Après les élections cantonales.
Les lendemains d’élections sont riches en enseignements. D’abord par la confirmation ou non des sondages, des tendances, des projections d’avant élection. C’est la fin des supputations et la confrontation avec la vérité et, pour certains le réveil est brutal.
Première constatation, les sondages sont parvenus à une fiabilité qui confirment que la photographie prise à un moment donné est confirmée par le vote qui la suit. Ils ne sont donc pas nécessaires sinon pour faire le « buzz ». Au moment où j’écris ces lignes, un sondage BVA , Orange et France Inter sort pour annoncer que, si l’élection présidentielle avait lieu aujourd’hui, Sarkozy serait éliminé au premier tour! Sauf que l’élection est dans un an!
Deuxième constat, le FN progresse dans les 394 cantons où il était présent au deuxième tour et ceci quel que soit le candidat, y compris quand il était un nouvel adhérent inconnu du corps électoral. Cela signifie que :
1-Le FN progresse dans tous les duels, que ce soit contre un communiste, un socialiste ou un UMP. Cela signifie t-il que, lorsque le FN se trouve face à l’UMP, une partie des voix « de gauche » se porte sur son nom? Sinon, cela veut dire qu’il a encore un réservoir de voix qui peut se mobiliser.
2-Les consignes de vote divergentes des leaders de droite et, en particulier le ni FN-ni Front républicain a favorisé grandement le FN car c’est dans les duels FN6Gauche que la progression du premier a été la plus forte.
3-« Ce n’est pas l’immigration qui fait monter le vote FN mais la mondialisation » (C.Bonnal)
Troisième bilan, le basculement de quelques cantons et départements ne change pas fondamentalement la géographie politique de la France.
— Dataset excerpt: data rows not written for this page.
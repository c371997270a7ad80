//! Statboard Server
//!
//! HTTP front end for the Statboard leaderboard engine.
//!
//! # Example
//!
//! ```ignore
//! use statboard_server::{Authorizer, Handler, run_server};
//!
//! let handler = Handler::new(db, Authorizer::new(mutation_key)?);
//! run_server(listener, handler, shutdown).await?;
//! ```

pub mod auth;
pub mod handler;
pub mod transport;

pub use auth::{AuthError, Authorizer};
pub use handler::Handler;

pub use transport::http::{router, run_server, status_for};
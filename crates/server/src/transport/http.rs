//! HTTP transport for Statboard server
//!
//! Everything is served from `/`:
//! - `GET`   - liveness, `204 No Content`
//! - `POST`  - leaderboard read
//! - `PATCH` - player write, requires `Authorization: Key <secret>`
//!
//! Other methods get `405`. Errors carry a status code and no body.

use crate::handler::Handler;
use axum::Json;
use axum::extract::State;
use axum::http::header::AUTHORIZATION;
use axum::http::{HeaderMap, Method, StatusCode};
use axum::response::{IntoResponse, Response};
use axum::routing::get;
use axum::Router;
use bytes::Bytes;
use serde::Serialize;
use statboard::{Result, StatsError};
use std::future::Future;
use tokio::net::TcpListener;
use tracing::{error, info};

/// Build the router for a handler.
pub fn router(handler: Handler) -> Router {
    Router::new()
        .route("/", get(root).post(leaderboard).patch(update_player))
        .with_state(handler)
}

/// Run the HTTP server until `shutdown` resolves.
pub async fn run_server(
    listener: TcpListener,
    handler: Handler,
    shutdown: impl Future<Output = ()> + Send + 'static,
) -> anyhow::Result<()> {
    info!("Statboard HTTP server listening on {}", listener.local_addr()?);

    axum::serve(listener, router(handler))
        .with_graceful_shutdown(shutdown)
        .await?;

    info!("HTTP server stopped");
    Ok(())
}

/// Status for a failed request.
pub fn status_for(err: &StatsError) -> StatusCode {
    match err {
        StatsError::InvalidInput(_) | StatsError::Decode(_) => StatusCode::UNPROCESSABLE_ENTITY,
        StatsError::NotFound => StatusCode::NOT_FOUND,
        StatsError::Unauthorized => StatusCode::UNAUTHORIZED,
        _ => StatusCode::INTERNAL_SERVER_ERROR,
    }
}

async fn root() -> StatusCode {
    StatusCode::NO_CONTENT
}

async fn leaderboard(State(handler): State<Handler>, body: Bytes) -> Response {
    respond(Method::POST, handler.leaderboard(body).await)
}

async fn update_player(
    State(handler): State<Handler>,
    headers: HeaderMap,
    body: Bytes,
) -> Response {
    let authorization = headers
        .get(AUTHORIZATION)
        .and_then(|value| value.to_str().ok());
    respond(
        Method::PATCH,
        handler.update_player(authorization, body).await,
    )
}

fn respond<T: Serialize>(method: Method, result: Result<T>) -> Response {
    match result {
        Ok(body) => Json(body).into_response(),
        Err(e) => {
            let status = status_for(&e);
            if status.is_server_error() {
                error!(method = %method, error = %e, "Request failed");
            }
            status.into_response()
        }
    }
}

#[cfg(test)]
mod tests {
    use super::*;

    #[test]
    fn test_status_mapping() {
        let decode = serde_json::from_str::<u8>("x").unwrap_err();

        assert_eq!(status_for(&StatsError::Decode(decode)), StatusCode::UNPROCESSABLE_ENTITY);
        assert_eq!(
            status_for(&StatsError::InvalidInput("bad".into())),
            StatusCode::UNPROCESSABLE_ENTITY
        );
        assert_eq!(status_for(&StatsError::NotFound), StatusCode::NOT_FOUND);
        assert_eq!(status_for(&StatsError::Unauthorized), StatusCode::UNAUTHORIZED);
        assert_eq!(
            status_for(&StatsError::Store("down".into())),
            StatusCode::INTERNAL_SERVER_ERROR
        );
        assert_eq!(
            status_for(&StatsError::DatabaseClosed),
            StatusCode::INTERNAL_SERVER_ERROR
        );
    }
}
Tout ce petit monde se félicite en trouvant toujours une bonne raison d’être satisfait, souvent au détriment de l’autre.
Quatrième constatation et pas la moins intéressante, l’abstention a battu tous les records. Pourquoi?
Les Français ne savent plus pour quoi, pour qui ils votent.
Aux élections municipales, ils votent pour une liste. Dans certaines grandes villes, le maire une fois élu s’empresse de partir vers d’autres cieux plus propices :parlements, gouvernement. C’est, cependant, avec les présidentielles, celles pour lesquelles l’abstention est la plus basse.
Pour les élections européennes, on connaît mal le candidat, mal le processus électoral et l’Europe c’est si loin. De plus, c’est la confusion car c’est l’occasion de voter contre la politique du gouvernement; l’exemple le plus frappant est le référendum pour la constitution annulé par un vote du congrès!
Pour les cantonales et les régionales, eu égard au fait que nous sommes dans une période de transition, et l’empilage des fonctions électives : conseil régional, général, communauté de communes, d’agglomérations, pays, on est en présence du scénario parfait pour démobiliser l’électorat.
Pour les présidentielles, à gauche, après un an de communication pour nous expliquer que les primaires du PS vont faire émerger un candidat qui réunira, ils nous préparent à la candidature du ticket DSK-Aubry (circulez, il n’y a rien à dire) et à droite, une partie monte au créneau pour nous dire que le Président dévalué est le seul candidat possible et l’autre partie se bouscule au portillon pour prendre la place vacante.
On ne règlera pas le problème de l’abstention avec de tels comportements. IL se peut même qu’on l’aggrave.
Dernier constat, pour aujourd’hui : la chasse aux « bonnes idées » pour juguler l’abstention est ouverte.
Vote obligatoire, comptabiliser les votes blancs ou nuls, faire payer une amende… Dans quelques jours, on n’en parlera plus, jusqu’aux prochaines élections!
La morale de l’histoire, c’est que les hommes politiques usés doivent laisser la place à des femmes et des hommes pour lesquels faire de la politique c’est débattre d’idées généreuses, trouver des consensus faisant progresser l’intérêt général et qui sachent partir lorsqu’ils sont désavoués ou qu’ils ont échoué.